With limited time (week to go) I decided to use Rstudio as it has a good description of R markdown. Two things I needed to have with my document, that are not part of markdown, where:

  • references - report was my teaching practice which required heavy citation
  • cross references within document (I like things tidy)

Cross references

To create cross references use HTML tag, for example top header would be #<a name="Introduction"></a> Introduction. I can then reference to it using As discussed in [Introduction](#Introduction).

References

including discussion about adding references.
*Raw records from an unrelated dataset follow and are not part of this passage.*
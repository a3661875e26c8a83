//! Analysis engine for turning commit subjects into a release decision

pub mod commit_classifier;

pub use commit_classifier::{CommitClassifier, CommitDecision};
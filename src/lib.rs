/*
    Copyright © 2023, ParallelChain Lab
    Licensed under the Apache License, Version 2.0: http://www.apache.org/licenses/LICENSE-2.0
*/

//! Durable community state and backnet orchestration for a Habitat host.
//!
//! A host keeps the state of itself and of each community it hosts in a
//! [state machine](state_machine::StateMachine): a reducer over a
//! [write-ahead log](wal::WriteAheadLog) of [transitions](transitions), compacted by periodic
//! [snapshots](snapshot). Committed transitions are dispatched to [subscribers](subscriber), among them a
//! [process supervisor](supervisor) that runs every community's backnet.
//!
//! [`node::HostSpec`] builds and starts a [`node::HostNode`], which ties all of this together.

pub mod config;

pub mod events;

pub(crate) mod event_bus;

pub mod logging;

pub mod node;

pub mod rsm;

pub mod snapshot;

pub mod state_machine;

pub mod subscriber;

pub mod supervisor;

pub mod transitions;

pub mod types;

pub mod wal;
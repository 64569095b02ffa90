/*
    Copyright © 2023, ParallelChain Lab
    Licensed under the Apache License, Version 2.0: http://www.apache.org/licenses/LICENSE-2.0
*/

//! Typed, reducer-carrying descriptions of state changes.
//!
//! A [`Transition`] transitions an entity from one arrangement to another. Every variant carries a
//! reducer: a pure function from the old entity to either a new entity or a [`ReduceError`]. Reducers
//! never mutate their input; they copy, then modify the copy. Readers holding the old entity are
//! therefore never invalidated mid-reduction.
//!
//! ## Variants and scopes
//!
//! | Kind tag | Variant | Category | Reduced over |
//! |---|---|---|---|
//! | `INIT_COMMUNITY` | [`InitCommunity`] | `COMMUNITY` | `Option<Community>` |
//! | `ADD_MEMBER` | [`AddMember`] | `COMMUNITY` | `Option<Community>` |
//! | `MODIFY_COMMUNITY_MEMBERS` | [`ModifyCommunityMembers`] | `COMMUNITY` | `Option<Community>` |
//! | `UPDATE_BACKNET` | [`UpdateBacknet`] | `COMMUNITY` | `Option<Community>` |
//! | `ADD_COMMUNITY` | [`AddCommunity`] | `HOST` | `Host` |
//!
//! The category ("subscription category") decides which log a transition belongs in. The mapping from
//! kind to category, and from kind tag to decoder, lives in the [`registry`], which is built once and
//! handed to the components that need it.
//!
//! ## Wire form
//!
//! On the wire and in the log, a transition travels inside a [`TransitionEnvelope`](envelope::TransitionEnvelope)
//! that stores its kind tag separately from its typed body. See [`envelope`].

pub mod community;

pub mod envelope;

pub mod host;

pub mod registry;

use std::fmt::{self, Display, Formatter};

use serde::{Deserialize, Serialize};

use crate::types::{
    basic::{CommunityID, UserID},
    community::BacknetType,
};

pub use community::{AddMember, InitCommunity, ModifyCommunityMembers, ModifyType, UpdateBacknet};
pub use host::AddCommunity;

/// The closed set of state changes.
#[derive(Clone, Debug, PartialEq, Eq)]
pub enum Transition {
    InitCommunity(InitCommunity),
    AddCommunity(AddCommunity),
    AddMember(AddMember),
    ModifyCommunityMembers(ModifyCommunityMembers),
    UpdateBacknet(UpdateBacknet),
}

impl Transition {
    pub fn kind(&self) -> TransitionKind {
        match self {
            Transition::InitCommunity(_) => TransitionKind::InitCommunity,
            Transition::AddCommunity(_) => TransitionKind::AddCommunity,
            Transition::AddMember(_) => TransitionKind::AddMember,
            Transition::ModifyCommunityMembers(_) => TransitionKind::ModifyCommunityMembers,
            Transition::UpdateBacknet(_) => TransitionKind::UpdateBacknet,
        }
    }

    /// The entity-scoping key of this transition, used to route it to the right log. For host-scoped
    /// transitions this is the community that the transition is about.
    pub fn community_id(&self) -> &CommunityID {
        match self {
            Transition::InitCommunity(t) => &t.community.id,
            Transition::AddCommunity(t) => &t.community.id,
            Transition::AddMember(t) => &t.community_id,
            Transition::ModifyCommunityMembers(t) => &t.community_id,
            Transition::UpdateBacknet(t) => &t.community_id,
        }
    }

    /// Serialize the typed body of this transition, without its kind tag.
    pub fn body(&self) -> Result<serde_json::Value, serde_json::Error> {
        match self {
            Transition::InitCommunity(t) => serde_json::to_value(t),
            Transition::AddCommunity(t) => serde_json::to_value(t),
            Transition::AddMember(t) => serde_json::to_value(t),
            Transition::ModifyCommunityMembers(t) => serde_json::to_value(t),
            Transition::UpdateBacknet(t) => serde_json::to_value(t),
        }
    }
}

impl From<InitCommunity> for Transition {
    fn from(value: InitCommunity) -> Self {
        Transition::InitCommunity(value)
    }
}

impl From<AddCommunity> for Transition {
    fn from(value: AddCommunity) -> Self {
        Transition::AddCommunity(value)
    }
}

impl From<AddMember> for Transition {
    fn from(value: AddMember) -> Self {
        Transition::AddMember(value)
    }
}

impl From<ModifyCommunityMembers> for Transition {
    fn from(value: ModifyCommunityMembers) -> Self {
        Transition::ModifyCommunityMembers(value)
    }
}

impl From<UpdateBacknet> for Transition {
    fn from(value: UpdateBacknet) -> Self {
        Transition::UpdateBacknet(value)
    }
}

/// Enumerates the kinds of [`Transition`]. The string form is the kind tag used on the wire.
#[derive(Clone, Copy, Debug, PartialEq, Eq, Hash, PartialOrd, Ord)]
pub enum TransitionKind {
    InitCommunity,
    AddCommunity,
    AddMember,
    ModifyCommunityMembers,
    UpdateBacknet,
}

impl TransitionKind {
    pub const ALL: [TransitionKind; 5] = [
        TransitionKind::InitCommunity,
        TransitionKind::AddCommunity,
        TransitionKind::AddMember,
        TransitionKind::ModifyCommunityMembers,
        TransitionKind::UpdateBacknet,
    ];

    pub const fn tag(&self) -> &'static str {
        match self {
            TransitionKind::InitCommunity => "INIT_COMMUNITY",
            TransitionKind::AddCommunity => "ADD_COMMUNITY",
            TransitionKind::AddMember => "ADD_MEMBER",
            TransitionKind::ModifyCommunityMembers => "MODIFY_COMMUNITY_MEMBERS",
            TransitionKind::UpdateBacknet => "UPDATE_BACKNET",
        }
    }
}

impl Display for TransitionKind {
    fn fmt(&self, f: &mut Formatter<'_>) -> fmt::Result {
        f.write_str(self.tag())
    }
}

/// The kinds of entities that a state machine, and therefore a log, can be scoped to.
#[derive(Clone, Copy, Debug, PartialEq, Eq, Hash, Serialize, Deserialize)]
pub enum SubscriptionCategory {
    #[serde(rename = "COMMUNITY")]
    Community,
    #[serde(rename = "HOST")]
    Host,
    #[serde(rename = "HOST_USER")]
    HostUser,
}

impl Display for SubscriptionCategory {
    fn fmt(&self, f: &mut Formatter<'_>) -> fmt::Result {
        match self {
            SubscriptionCategory::Community => f.write_str("COMMUNITY"),
            SubscriptionCategory::Host => f.write_str("HOST"),
            SubscriptionCategory::HostUser => f.write_str("HOST_USER"),
        }
    }
}

/// Enumerates the business rules a reducer can reject a transition for.
///
/// These are ordinary, expected rejections. A state machine returns them to the caller without side
/// effects.
#[derive(Debug, Clone, PartialEq, Eq)]
pub enum ReduceError {
    /// `INIT_COMMUNITY` was applied to a log that already holds a community.
    AlreadyInitialized { community: CommunityID },

    /// A community-scoped transition other than `INIT_COMMUNITY` was applied before the community exists.
    CommunityNotInitialized { community: CommunityID },

    /// The scoping key of the transition names a different community than the one it is reduced over.
    CommunityMismatch {
        expected: CommunityID,
        found: CommunityID,
    },

    /// `ADD_COMMUNITY` for a community the host already has.
    DuplicateCommunity { community: CommunityID },

    DuplicateMember {
        community: CommunityID,
        user: UserID,
    },

    MemberNotFound {
        community: CommunityID,
        user: UserID,
    },

    /// The transition names an outcome that is deliberately unimplemented, e.g. banning a member.
    NotImplemented { action: &'static str },

    /// `UPDATE_BACKNET` tried to change the type of a backnet. Only its parameters may change.
    BacknetTypeMismatch {
        existing: BacknetType,
        requested: BacknetType,
    },

    /// The transition was routed to an entity it is not defined over.
    OutOfScope {
        kind: TransitionKind,
        category: SubscriptionCategory,
    },
}

impl Display for ReduceError {
    fn fmt(&self, f: &mut Formatter<'_>) -> fmt::Result {
        match self {
            ReduceError::AlreadyInitialized { community } => {
                write!(f, "community {} is already initialized", community)
            }
            ReduceError::CommunityNotInitialized { community } => {
                write!(f, "community {} has not been initialized", community)
            }
            ReduceError::CommunityMismatch { expected, found } => write!(
                f,
                "transition is scoped to community {}, but was reduced over community {}",
                found, expected
            ),
            ReduceError::DuplicateCommunity { community } => {
                write!(f, "community with id {} is already in host", community)
            }
            ReduceError::DuplicateMember { community, user } => {
                write!(f, "community {} already has member {}", community, user)
            }
            ReduceError::MemberNotFound { community, user } => {
                write!(f, "community {} has no member {}", community, user)
            }
            ReduceError::NotImplemented { action } => write!(f, "{} is unimplemented", action),
            ReduceError::BacknetTypeMismatch {
                existing,
                requested,
            } => write!(
                f,
                "switching backnet implementations is not supported ({} -> {})",
                existing, requested
            ),
            ReduceError::OutOfScope { kind, category } => {
                write!(f, "{} transitions cannot be reduced over {} state", kind, category)
            }
        }
    }
}

impl std::error::Error for ReduceError {}
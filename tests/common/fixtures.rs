/*
    Copyright © 2023, ParallelChain Lab
    Licensed under the Apache License, Version 2.0: http://www.apache.org/licenses/LICENSE-2.0
*/

use std::{path::Path, sync::Arc};

use habitat_rs::{
    config::{Configuration, StateMachineConfiguration},
    state_machine::{CommunityState, StateMachine},
    transitions::{
        envelope::TransitionEnvelope, registry::TransitionRegistry, AddMember, InitCommunity,
        Transition,
    },
    types::{
        basic::{CommunityID, SequenceNumber, UserID},
        community::{BacknetType, Community, User},
    },
};

pub(crate) const COMMUNITY: &str = "c0";

pub(crate) fn community(id: &str) -> Community {
    Community::new(CommunityID::new(id), "My Community", BacknetType::Ipfs)
}

pub(crate) fn user(id: &str) -> User {
    User::new(UserID::new(id), format!("{}-handle", id))
}

pub(crate) fn registry() -> Arc<TransitionRegistry> {
    Arc::new(TransitionRegistry::standard())
}

pub(crate) fn init(id: &str) -> Transition {
    InitCommunity {
        community: community(id),
    }
    .into()
}

pub(crate) fn add_member(community: &str, user_id: &str) -> Transition {
    AddMember {
        community_id: CommunityID::new(community),
        user: user(user_id),
    }
    .into()
}

pub(crate) fn envelope(transition: Transition, sequence_number: u64) -> TransitionEnvelope {
    TransitionEnvelope::new(transition, SequenceNumber::new(sequence_number))
}

/// Open (but do not restart) a community state machine stored in `dir`.
pub(crate) fn community_machine(dir: &Path, snapshot_interval: u64) -> StateMachine<CommunityState> {
    StateMachine::open(
        COMMUNITY,
        dir,
        registry(),
        StateMachineConfiguration { snapshot_interval },
        None,
    )
    .unwrap()
}

/// A host configuration rooted at `root`, with backnets disabled.
pub(crate) fn configuration(root: &Path) -> Configuration {
    Configuration::builder()
        .state_dir(root.join("state"))
        .backnet_data_dir(root.join("ipfs"))
        .backnet_config_dir(root.join("config"))
        .launch_backnets(false)
        .build()
}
I followed their approach quite literary with bibtex document created using JabRef and downloaded cls from https://www.zotero.org/styles. All you need now is:

  • Add citations in the text itself
As covered in previous research [@Nicometo2010]. @Nicometo2010 discussed that as well. 
Another aspect have been covered already [@Felder2012;@Taylor2011;@Fry2008].
  • Amend R markdown (rmd) header
---
title: "Efficient teaching to the large class of engineering student"
author: "Lukasz K Bonenberg"
output:
  html_document:
    highlight: pygments
    theme: cerulean
    toc: yes
bibliography: refs.bib
csl: emerald-harvard.csl
---
  • Kit in in RStudio

Going for dark side (hey, they have cookies…)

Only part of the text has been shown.